—Ah grands dieux! commandant, est-ce que, par la bonté divine, vous seriez des pirates? Le ciel en soit loué! Vous pouvez nous assister, et nous partagerons.

—Voyons un peu ce que tu veux dire. Accoste à bord avec ton bateau, et si tu es un bon enfant, nous pourrons faire des affaires ensemble... Envoyez une amarre devant à cette embarcation, et ne laissez monter à bord que le patron.
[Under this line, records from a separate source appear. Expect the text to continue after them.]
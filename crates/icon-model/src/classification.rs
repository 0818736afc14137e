//! Build-type classification: which of the recognized layouts a
//! screenshot's labels match, driving which icon-set map applies.

use serde::{Deserialize, Serialize};

/// The recognized build/layout types a screenshot can be classified as.
#[derive(Debug, Clone, Copy, PartialEq, Eq, Hash, Serialize, Deserialize)]
pub enum BuildType {
    PcShipBuild,
    ConsoleShipBuild,
    PcGroundBuild,
    ConsoleGroundBuild,
    PersonalSpaceTraits,
    PersonalGroundTraits,
    StarshipTraits,
    SpaceReputation,
    GroundReputation,
    ActiveSpaceReputation,
    ActiveGroundReputation,
}

impl BuildType {
    pub fn name(&self) -> &'static str {
        match self {
            BuildType::PcShipBuild => "PC Ship Build",
            BuildType::ConsoleShipBuild => "Console Ship Build",
            BuildType::PcGroundBuild => "PC Ground Build",
            BuildType::ConsoleGroundBuild => "Console Ground Build",
            BuildType::PersonalSpaceTraits => "Personal Space Traits",
            BuildType::PersonalGroundTraits => "Personal Ground Traits",
            BuildType::StarshipTraits => "Starship Traits",
            BuildType::SpaceReputation => "Space Reputation",
            BuildType::GroundReputation => "Ground Reputation",
            BuildType::ActiveSpaceReputation => "Active Space Reputation",
            BuildType::ActiveGroundReputation => "Active Ground Reputation",
        }
    }

    /// Whether this build type is one of the always-required trait boxes
    /// that coexist alongside a primary ship/ground build.
    pub fn is_trait_box(&self) -> bool {
        matches!(
            self,
            BuildType::PersonalSpaceTraits
                | BuildType::PersonalGroundTraits
                | BuildType::StarshipTraits
                | BuildType::SpaceReputation
                | BuildType::GroundReputation
                | BuildType::ActiveSpaceReputation
                | BuildType::ActiveGroundReputation
        )
    }
}

/// Which catalog folder map applies for a classified build.
#[derive(Debug, Clone, Copy, PartialEq, Eq, Hash, Serialize, Deserialize)]
pub enum IconSetKey {
    Ship,
    PcGround,
    ConsoleGround,
    Traits,
}

impl IconSetKey {
    pub fn name(&self) -> &'static str {
        match self {
            IconSetKey::Ship => "ship",
            IconSetKey::PcGround => "pc_ground",
            IconSetKey::ConsoleGround => "console_ground",
            IconSetKey::Traits => "traits",
        }
    }
}

#[derive(Debug, Clone, Copy, PartialEq, Eq, Hash, Serialize, Deserialize)]
pub enum Platform {
    Pc,
    Console,
}

/// One classification decision: a build type, the classifier's confidence
/// score, whether it is required for a complete report, the icon-set key
/// that selects catalog folders, and the platform it implies.
#[derive(Debug, Clone, Copy, PartialEq, Serialize, Deserialize)]
pub struct Classification {
    pub build_type: BuildType,
    pub score: f64,
    pub is_required: bool,
    pub icon_set_key: IconSetKey,
    pub platform: Platform,
}

/// A run holds exactly one main classification plus zero or more additional
/// required ones.
#[derive(Debug, Clone, Serialize, Deserialize)]
pub struct ClassificationSet {
    pub main: Classification,
    pub additional: Vec<Classification>,
}

impl ClassificationSet {
    pub fn new(main: Classification) -> Self {
        Self {
            main,
            additional: Vec::new(),
        }
    }

    /// All classifications (main first), the order `prefilter_icons`
    /// iterates builds in.
    pub fn all(&self) -> impl Iterator<Item = &Classification> {
        std::iter::once(&self.main).chain(self.additional.iter())
    }
}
Une fois arrivé sur le pont du navire, le patron Raphael adressa ces mots au capitaine Rodriguez, après lui avoir fait trois humbles saluts et lui avoir souhaité la bénédiction de Dieu:

«Il faut que vous sachiez, mon commandant, qu'un gros trois-mâts espagnol a relâché pour une voie d'eau, à la Marguerite. Il a fallu mettre sa cargaison à terre pour l'abattre en carène. Dès que la réparation a été faite, nous avons été employés à refaire son arrimage, car nous sommes tous de pauvres arrimeurs à une gourde par jour. A présent que ce navire se dispose à partir, nous nous sommes associés pour louer cette chaloupe, et venir l'attendre, armés de carabines, afin de l'enlever. Comme il a des barils de piastres à bord, et que nous savons où ils sont placés, nous ne serons pas embarrassés de les trouver.

—Où allait ce navire? Combien d'hommes d'équipage a-t-il?

—Il va à Campêche. Il a vingt hommes d'équipage, mais des mollasses, qui ne demandent pas mieux que de se laisser prendre. Tenez, à présent que nous approchons de terre, vous pouvez découvrir sa mâture, dans cette petite fente de la côte, là, dans le Nord-Est du compas...

—Eh bien, sais-tu, patron Raphael, ce qu'il nous faut faire pour ne donner aucune défiance au capitaine de ce bâtiment, qui craindrait d'appareiller peut-être, après avoir vu un brick de ma façon?

—Non, mon commandant; mais je m'en rapporterai à vous, et j'écouterai vos conseils, comme si c'était la bonne vierge Sainte-Marie qui me parlât par votre noble et sincère bouche: In nomine patris, filii et spiritûs sancti, amen!

—Fais-nous grâce de tes prières, et écoute-moi.